Joy (my wife) called me into the bathroom. I had never heard her sound that scared, and I had never seen that much blood in my life. This was the third time we had had such an incident in the month and a half she had been pregnant. It was the worst one so far. Let me assure you that everything worked out fine; I have two beautiful boys making a mess in my living room to prove it. But at the time, I put on some rubber gloves and retrieved a small bloody mass from the bathroom sink, which my wife was (rightfully) too nervous to even look at.
I know now that the mass was too big to be a fetus. At the time I didn’t, so I placed it in a Ziploc bag and stored that bag in the fridge. I thought that maybe the doctors would need to see it. I turned white, assuming I had placed one of my children in the ice box (I didn’t). To put it mildly, the night’s events put a damper on that year’s Shocktober. The following year, Joy and my fears of a miscarriage had thankfully passed by.

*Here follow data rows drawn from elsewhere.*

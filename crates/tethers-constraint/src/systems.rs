//! Bevy systems translating host notifications into constraint dispatch.

use std::collections::HashMap;

use bevy::prelude::*;

use tethers_physics::backend::ConstraintBackend;

use crate::constraint::PointConstraint;
use crate::events::{LifecycleEvent, SimulationTransition};

/// Fan simulation start/stop transitions out to every constraint manager.
pub fn apply_simulation_transitions<B: ConstraintBackend + Resource>(
    mut transitions: EventReader<SimulationTransition>,
    mut backend: ResMut<B>,
    mut constraints: Query<(Entity, &mut PointConstraint)>,
) {
    for &transition in transitions.read() {
        let event = match transition {
            SimulationTransition::Started => LifecycleEvent::SimulationStart,
            SimulationTransition::Stopped => LifecycleEvent::SimulationStop,
        };
        for (owner, mut constraint) in &mut constraints {
            constraint.handle_event(owner, event, backend.as_mut());
        }
    }
}

/// Dispatch [`LifecycleEvent::ActivationChanged`] on activation edges.
///
/// The first observation of a manager only records its flag; whether it
/// constrains initially is decided by the host's simulation-start event.
pub fn apply_activation_changes<B: ConstraintBackend + Resource>(
    mut backend: ResMut<B>,
    mut constraints: Query<(Entity, &mut PointConstraint)>,
    mut observed: Local<HashMap<Entity, bool>>,
) {
    for (owner, mut constraint) in &mut constraints {
        let active = constraint.is_active();
        if let Some(previous) = observed.insert(owner, active) {
            if previous != active {
                constraint.handle_event(owner, LifecycleEvent::ActivationChanged, backend.as_mut());
            }
        }
    }
}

In 2021, I was a new Dad (thankfully), dealing with everything that brings. When Shocktober rolled along, I tried to watch as many horror movies as possible. Not only was it emotionally taxing (I learned quickly that my sensibilities had changed), it was hard to schedule. We were sleep-training the boys (which I highly recommend), and I was exhausted. Watching one or more horror movies a day wasn’t in the cards. This time of the year that I treasured was going away again.
It seems silly to complain about now. The alternative was not being a father at all. I may love horror movies, but I love being a dad even more. Still, it was a loss of self that I wasn’t prepared for. I assumed that, since I loved this time of year, I would make it work. I tried. 2022 presented similar challenges. Even as a more “experienced” parent, I learned watching a bunch of horror movies is not easy when you have young kids for whom you were the primary caregiver (did I mention how fantastic Joy is?).
Now, I’ve learned to embrace being a restricted dad. My kids are sleep-trained, so they (and Joy and I) get a decent amount of sleep. The trade-off is that we don’t get to do a lot outside of their set schedule. Instead of seeing it as an issue, I’ve adapted. I can’t do things exactly how I used to, but the positive outweighs the negative. That extends to Shocktober as well.
As I said, I was a purist when it came to Shocktober. It starts in October and is followed by a bout of depression as soon as November hits. The self-imposed restrictions seem arbitrary, but they made it more fun. A few years ago, I began to see people talking about “Spooky Season.” I turned my nose up at the idea, which was silly of me to do. I didn’t realize that a solution to my problem was presenting itself.
This year, I decided to release myself from any self-imposed restrictions. Not going to parties because my boys need to nap exactly at 1 p.m. makes sense. Not watching some of my favorite movies for over a month because of some voluntary limitations is ridiculous. I had inadvertently put myself right back in that hospital room. I was being kept from what I loved, and there was no one to blame but myself.
This year, I made a change. Instead of waiting for October 1st, unsure if my schedule would allow for copious amounts of terror, I popped on The Frighteners on September 3rd. I didn’t even start right on September 1st. The time for being rigid has passed. Coming close to death kept me from living. If starting festivities a month earlier and calling it something else fixes that, I’d be a fool not to welcome it.
I am a Dad. I am a lover of horror movies. Both things can be true. Sometimes, I’m more one than the other, but I am both. Eventually, my kids might be horror movie lovers with me (one is already embracing Halloween). It’s on me to let them know that, if they love something, they can embrace it any way they want.